Go line by line through the data below and count those with the string "function". Give the number only.

:: SUPPLIED DATA ::
*** Block opens ***

use commons::{ContractResult, CustomContractError};
use concordium_std::*;

use crate::events::*;
use crate::external::InitParameter;
use crate::state::State;

/// Init function that creates a new auction.
///
/// The init origin becomes the seller; all price parameters are fixed for the
/// lifetime of the instance and the clock starts at the creation slot time.
#[init(contract = "DutchAuction", parameter = "InitParameter")]
fn contract_init<S: HasStateApi>(
    ctx: &impl HasInitContext,
    _state_builder: &mut StateBuilder<S>,
) -> InitResult<State> {
    let parameter: InitParameter = ctx.parameter_cursor().get()?;
    parameter.validate()?;
    Ok(State::new(
        ctx.init_origin(),
        ctx.metadata().slot_time(),
        &parameter,
    ))
}

/// Receive function for bids. The attached CCD is the bid amount; on
/// acceptance it is forwarded to the seller in full and the auction becomes
/// terminal. A bid exactly equal to the current price is accepted.
#[receive(
    mutable,
    payable,
    contract = "DutchAuction",
    name = "bid",
    enable_logger
)]
fn contract_bid<S: HasStateApi>(
    ctx: &impl HasReceiveContext,
    host: &mut impl HasHost<State, StateApiType = S>,
    amount: Amount,
    logger: &mut impl HasLogger,
) -> ContractResult<()> {
    let bidder = match ctx.sender() {
        Address::Account(account) => account,
        Address::Contract(_) => bail!(CustomContractError::OnlyAccountAddress.into()),
    };
    let now = ctx.metadata().slot_time();

    let state = host.state_mut();
    state.accept_bid(bidder, amount, now)?;
    let seller = state.seller;

    logger.log(&DutchAuctionEvent::Settle(SettleEvent {
        winner: bidder,
        price: amount,
    }))?;

    // Payment leg: the whole attached amount goes straight to the seller.
    host.invoke_transfer(&seller, amount)?;

    Ok(())
}

/// View function that returns the entire auction state.
#[receive(contract = "DutchAuction", name = "view", return_value = "State")]
fn contract_view<S: HasStateApi>(
    _ctx: &impl HasReceiveContext,
    host: &impl HasHost<State, StateApiType = S>,
) -> ReceiveResult<State> {
    Ok(host.state().clone())
}

/// Price at the current slot time. Read-only and callable forever; from the
/// expiry step onward it returns exactly the reserve price.
#[receive(
    contract = "DutchAuction",
    name = "currentPrice",
    return_value = "Amount"
)]
fn contract_current_price<S: HasStateApi>(
    ctx: &impl HasReceiveContext,
    host: &impl HasHost<State, StateApiType = S>,
) -> ReceiveResult<Amount> {
    Ok(host.state().current_price(ctx.metadata().slot_time()))
}

/// The constant price at step zero.
#[receive(
    contract = "DutchAuction",
    name = "initialPrice",
    return_value = "Amount"
)]
fn contract_initial_price<S: HasStateApi>(
    _ctx: &impl HasReceiveContext,
    host: &impl HasHost<State, StateApiType = S>,
) -> ReceiveResult<Amount> {
    Ok(host.state().initial_price())
}

#[concordium_cfg_test]
mod tests {
    use super::*;
    use core::fmt::Debug;
    use test_infrastructure::*;

    const SELLER: AccountAddress = AccountAddress([0u8; 32]);
    const ALICE: AccountAddress = AccountAddress([1u8; 32]);
    const BOB: AccountAddress = AccountAddress([2u8; 32]);

    const RESERVE_PRICE: Amount = Amount::from_micro_ccd(500);
    const DURATION_STEPS: u64 = 10;
    const PRICE_DECREMENT: Amount = Amount::from_micro_ccd(50);
    const STEP_MILLIS: u64 = 60_000;

    fn auction_parameter() -> InitParameter {
        InitParameter {
            reserve_price: RESERVE_PRICE,
            duration_steps: DURATION_STEPS,
            price_decrement: PRICE_DECREMENT,
            step_length: Duration::from_millis(STEP_MILLIS),
        }
    }

    /// Slot time at which exactly `step` whole steps have elapsed.
    fn at_step(step: u64) -> Timestamp {
        Timestamp::from_timestamp_millis(step * STEP_MILLIS)
    }

    fn init_with(parameter: &InitParameter) -> InitResult<State> {
        let parameter_bytes = to_bytes(parameter);
        let mut ctx = TestInitContext::empty();
        ctx.set_parameter(&parameter_bytes);
        ctx.set_init_origin(SELLER);
        ctx.set_metadata_slot_time(at_step(0));
        let mut state_builder = TestStateBuilder::new();
        contract_init(&ctx, &mut state_builder)
    }

    fn new_host() -> TestHost<State> {
        let state = init_with(&auction_parameter()).expect("Initialization should succeed");
        TestHost::new(state, TestStateBuilder::new())
    }

    fn receive_ctx<'a>(sender: AccountAddress, slot_time: Timestamp) -> TestReceiveContext<'a> {
        let mut ctx = TestReceiveContext::empty();
        ctx.set_sender(Address::Account(sender));
        ctx.set_owner(SELLER);
        ctx.set_metadata_slot_time(slot_time);
        ctx
    }

    fn expect_error<E, T>(expr: Result<T, E>, err: E, msg: &str)
    where
        E: Eq + Debug,
        T: Debug,
    {
        let actual = expr.expect_err(msg);
        assert_eq!(actual, err);
    }

    #[concordium_test]
    fn test_init() {
        let state = init_with(&auction_parameter()).expect("Initialization should succeed");

        claim_eq!(state.seller, SELLER, "Init origin should become the seller");
        claim_eq!(state.winner, None, "Fresh auction should have no winner");
        claim_eq!(
            state.initial_price(),
            Amount::from_micro_ccd(1_000),
            "Initial price should be reserve + duration * decrement"
        );
    }

    #[concordium_test]
    fn test_init_rejects_zero_duration() {
        let mut parameter = auction_parameter();
        parameter.duration_steps = 0;

        expect_error(
            init_with(&parameter),
            Reject::from(CustomContractError::InvalidDuration),
            "Zero duration should be rejected",
        );
    }

    #[concordium_test]
    fn test_init_rejects_zero_step_length() {
        let mut parameter = auction_parameter();
        parameter.step_length = Duration::from_millis(0);

        expect_error(
            init_with(&parameter),
            Reject::from(CustomContractError::InvalidDuration),
            "Zero step length should be rejected",
        );
    }

    #[concordium_test]
    fn test_init_rejects_price_overflow() {
        let mut parameter = auction_parameter();
        parameter.price_decrement = Amount::from_micro_ccd(u64::MAX / 2);

        expect_error(
            init_with(&parameter),
            Reject::from(CustomContractError::PriceOverflow),
            "Overflowing initial price should be rejected",
        );
    }

    #[concordium_test]
    fn test_price_decays_per_step() {
        let host = new_host();

        let ctx0 = receive_ctx(ALICE, at_step(0));
        claim_eq!(
            contract_current_price(&ctx0, &host),
            Ok(Amount::from_micro_ccd(1_000))
        );

        let ctx5 = receive_ctx(ALICE, at_step(5));
        claim_eq!(
            contract_current_price(&ctx5, &host),
            Ok(Amount::from_micro_ccd(750)),
            "Price after 5 steps should have fallen by 5 decrements"
        );

        claim_eq!(contract_initial_price(&ctx5, &host), Ok(Amount::from_micro_ccd(1_000)));
    }

    #[concordium_test]
    fn test_price_is_pinned_at_reserve() {
        let host = new_host();

        for step in [DURATION_STEPS, DURATION_STEPS + 1, DURATION_STEPS + 100] {
            let ctx = receive_ctx(ALICE, at_step(step));
            claim_eq!(
                contract_current_price(&ctx, &host),
                Ok(RESERVE_PRICE),
                "Price should stay pinned at the reserve after the window"
            );
        }
    }

    #[concordium_test]
    fn test_price_query_is_idempotent() {
        let host = new_host();

        let ctx = receive_ctx(ALICE, at_step(3));
        let first = contract_current_price(&ctx, &host);
        let second = contract_current_price(&ctx, &host);
        claim_eq!(first, second, "Repeated queries at one step should agree");
    }

    #[concordium_test]
    fn test_rejects_bid_below_price() {
        let mut host = new_host();
        let mut logger = TestLogger::init();

        let ctx = receive_ctx(ALICE, at_step(5));
        let result = contract_bid(&ctx, &mut host, Amount::from_micro_ccd(749), &mut logger);

        expect_error(
            result,
            CustomContractError::BidTooLow.into(),
            "One micro CCD below the current price should be rejected",
        );
        claim_eq!(host.state().winner, None, "Rejected bid must not set a winner");
        claim!(host.get_transfers().is_empty(), "No funds should have moved");
    }

    #[concordium_test]
    fn test_accepts_bid_at_exact_price() {
        let mut host = new_host();
        let mut logger = TestLogger::init();
        let price = Amount::from_micro_ccd(750);
        host.set_self_balance(price);

        let ctx = receive_ctx(ALICE, at_step(5));
        let result = contract_bid(&ctx, &mut host, price, &mut logger);

        claim_eq!(result, Ok(()), "Bid at exactly the current price should win");
        claim_eq!(host.state().winner, Some(ALICE), "Winner should be the bidder");
        claim!(
            host.transfer_occurred(&SELLER, price),
            "The full bid should reach the seller"
        );
    }

    #[concordium_test]
    fn test_rejects_second_bid_after_win() {
        let mut host = new_host();
        let mut logger = TestLogger::init();
        let price = Amount::from_micro_ccd(750);
        host.set_self_balance(price);

        let ctx = receive_ctx(ALICE, at_step(5));
        contract_bid(&ctx, &mut host, price, &mut logger).expect("First bid should win");

        // A later bid loses with AlreadyWon even if it offers far more, and
        // even once the window has elapsed.
        for step in [6, DURATION_STEPS + 5] {
            let ctx = receive_ctx(BOB, at_step(step));
            let result = contract_bid(&ctx, &mut host, Amount::from_micro_ccd(10_000), &mut logger);
            expect_error(
                result,
                CustomContractError::AuctionAlreadyWon.into(),
                "Only one bid can ever be accepted",
            );
        }
        claim_eq!(host.state().winner, Some(ALICE), "Winner must not change");
    }

    #[concordium_test]
    fn test_rejects_bid_after_expiry() {
        let mut host = new_host();
        let mut logger = TestLogger::init();

        // One step past the duration; the offered amount would clear the
        // pinned reserve price, but the window is closed.
        let ctx = receive_ctx(BOB, at_step(DURATION_STEPS + 1));
        let result = contract_bid(&ctx, &mut host, Amount::from_micro_ccd(10_000), &mut logger);

        expect_error(
            result,
            CustomContractError::AuctionExpired.into(),
            "Bids past the window must be rejected",
        );
        claim_eq!(host.state().winner, None, "Expired auction has no winner");
    }

    #[concordium_test]
    fn test_accepts_reserve_bid_on_expiry_step() {
        let mut host = new_host();
        let mut logger = TestLogger::init();
        host.set_self_balance(RESERVE_PRICE);

        // The expiry step itself is still inside the window, at the reserve.
        let ctx = receive_ctx(ALICE, at_step(DURATION_STEPS));
        let result = contract_bid(&ctx, &mut host, RESERVE_PRICE, &mut logger);

        claim_eq!(result, Ok(()), "Reserve-price bid on the last step should win");
        claim_eq!(host.state().winner, Some(ALICE));
    }

    #[concordium_test]
    fn test_rejects_contract_bidders() {
        let mut host = new_host();
        let mut logger = TestLogger::init();

        let mut ctx = receive_ctx(ALICE, at_step(1));
        ctx.set_sender(Address::Contract(ContractAddress {
            index: 7,
            subindex: 0,
        }));
        let result = contract_bid(&ctx, &mut host, Amount::from_micro_ccd(1_000), &mut logger);

        expect_error(
            result,
            CustomContractError::OnlyAccountAddress.into(),
            "Contract addresses cannot bid",
        );
    }

    #[concordium_test]
    fn test_view_reflects_state() {
        let host = new_host();
        let ctx = receive_ctx(ALICE, at_step(0));

        let state = contract_view(&ctx, &host).expect("View should succeed");
        claim_eq!(state.reserve_price, RESERVE_PRICE);
        claim_eq!(state.duration_steps, DURATION_STEPS);
        claim_eq!(state.price_decrement, PRICE_DECREMENT);
        claim_eq!(state.winner, None);
    }
}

*** Block closes ***

:: FINISHED EXERCISE ::
3